Roelof, will do when I get home but just for info ... there are no visible markers or numbers on the borders of the negatives. Cheers for the link!
S.

Edit: I should add, that I'm pretty sure the glass negatives (or most at least) don't have any identifying marks. I think some of the flat negs have exposure frame numbers. I'll have to check tonight.


----------



## smcf (Jan 31, 2015)

Here's a sample image, in this case one of the non-glass negs. It has a 283 stamped on the edge. A number of the normal negs have 283 stamped on them. I say stamped because you can feel the impression.

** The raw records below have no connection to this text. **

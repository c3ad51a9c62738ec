//! Packing model and the Best-Fit construction heuristic.
//!
//! A [`Solution`] is an ordered list of [`Container`]s that together hold
//! every item of an instance. Container order carries no meaning, but
//! equality is positional so that two runs can be compared step by step.
//!
//! # References
//!
//! - Johnson, D. S. (1974), "Fast algorithms for bin packing",
//!   *Journal of Computer and System Sciences* 8(3), 272-314.

mod best_fit;
mod container;
mod solution;

pub use best_fit::best_fit;
pub use container::{Container, Weight};
pub use solution::Solution;
//! Core trait for Simulated Annealing and the bin-packing problem.

use crate::neighborhood::random_neighbor;
use crate::packing::{best_fit, Solution, Weight};
use rand::Rng;

/// Defines a Simulated Annealing problem.
///
/// The problem supplies the starting point, the cost and the neighborhood.
/// [`SaRunner`](super::SaRunner) handles temperature, acceptance and the
/// stall-based stopping rule, which is why solutions must be comparable.
///
/// SA minimizes the cost function.
pub trait SaProblem: Send + Sync {
    /// The solution representation type.
    type Solution: Clone + PartialEq + Send;

    /// Creates the initial solution.
    fn initial_solution<R: Rng>(&self, rng: &mut R) -> Self::Solution;

    /// Computes the cost of a solution. Lower is better.
    fn cost(&self, solution: &Self::Solution) -> f64;

    /// Generates a neighbor of the current solution without modifying it.
    fn neighbor<R: Rng>(&self, solution: &Self::Solution, rng: &mut R) -> Self::Solution;
}

/// One-dimensional bin packing over a fixed list of weights.
///
/// Starts from [`best_fit`], moves with a uniformly chosen relocate or swap
/// and scores a packing by the number of containers that are not filled
/// exactly to capacity.
#[derive(Debug, Clone, Copy)]
pub struct BinPackingProblem<'a> {
    weights: &'a [Weight],
    capacity: Weight,
}

impl<'a> BinPackingProblem<'a> {
    pub fn new(weights: &'a [Weight], capacity: Weight) -> Self {
        Self { weights, capacity }
    }

    pub fn weights(&self) -> &'a [Weight] {
        self.weights
    }

    pub fn capacity(&self) -> Weight {
        self.capacity
    }
}

impl SaProblem for BinPackingProblem<'_> {
    type Solution = Solution;

    fn initial_solution<R: Rng>(&self, _rng: &mut R) -> Solution {
        best_fit(self.weights, self.capacity)
    }

    fn cost(&self, solution: &Solution) -> f64 {
        solution.unfilled_count(self.capacity) as f64
    }

    fn neighbor<R: Rng>(&self, solution: &Solution, rng: &mut R) -> Solution {
        random_neighbor(solution, self.capacity, rng)
    }
}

Some of the normal negs have a # 10 on them. Last but not least many of the glass negs have no borders at all; the glass is cut to the full size of the neg. I'm wondering even whether these are second gen negs? Don't know really. They definitely don't have the normal track holes on the x axis for transporting the film across the shutter area. Again any clues would be appreciated. Cheers,


----------



## ChuckTin (Aug 1, 2015)

My guess would be "Lumiere" film, post-war (WW2) in northern Italy.
I think there was a camera size, mostly European, that produced negatives with those dimensions, when you measure them are they exactly as given or would metric scale be closer?
Also you should be able to tell if they were from roll stock or the thicker sheet film.
If 2nd gen then the images would be mirror-reversed as they would most-likely have been made by contact (emulsion to emulsion) rather than projected and correctly orientated.
There was a series of cameras that used 4x5 sheets cut in half, to be less expensive, the naming escapes me now. And I think some really early roll film was 3 1/2 inches across.
A rambling commentary but I hope it helps you.


----------



## Dale Strumpell (Aug 1, 2015)

Could the grain be a result of low scanner resolution? What dpi are you scanning at? Also, too much sharpening can exaggerate grain. Is the scanning software adding sharpening? Could you tell us the model scanner and type of software and the settings of the software?


----------



## Rob_Cullen (Aug 2, 2015)

Maybe relevant info- from "Kodak Cameras- The First Hundred Years" by Brian Coe (author)
The 'Premo' trademark was obtained by the Eastman Kodak Company in 1907. The Premo camera range had been mainly plate cameras, in 1903 a new form of camera was introduced- A set of celluloid cut films were held in a flat container, each had a numbered paper tab attached, after each exposure the tab was pulled, drawing the exposed film from the front to the back of the pack and torn off. Adapters were made to fit many cameras. Premo film packs  were given a number sequence in 1913, the name changed from Premo film packs to Kodak film packs in June 1922 and the 300 series numbers were changed to a 500 series.
Film Type:  For 31/2 x 41/4 negative-  Premo Film Number 341 Kodak Number 541 Date 1920


----------



## ChuckTin (Aug 2, 2015)

I certainly remember the concept. Only the size we had was 4x5. The name was something like "Graphmatic". They were a real beach to work with in the camera and a true PITA in the darkroom.
When shooting you had to remember to pull out the paper tabs and tear them off or else "Holy sheet, did I shoot that one twice?" Or "Have I forgotten to pull. .."
Then in the dark we had a special guillotine cutter to slice off the torn paper tabs before processing ... "Don't slice the tips off your fingers! The D76 formula doesn't include or need iron or plasma." Then you had the _joy_ of loading the flimsy sheets into the film carriers. 
And it was fun.


----------



## ChuckTin (Sep 16, 2015)

Did any of this help?
Was fun remembering!


----------



## smcf (Sep 16, 2015)

Thanks for inquiring. The scanning project is complete and the negatives remain unidentified. I gave up searching at the time since the scanning was taking up pretty much all my free time away from work. There were a lot of negatives to scan. But it's done thankfully. If I have some time at some point I'll try searching again and perhaps take them to a lab to see if they can help. Cheers,
S.


----------



## ChuckTin (Sep 16, 2015)

Ok, was curious


----------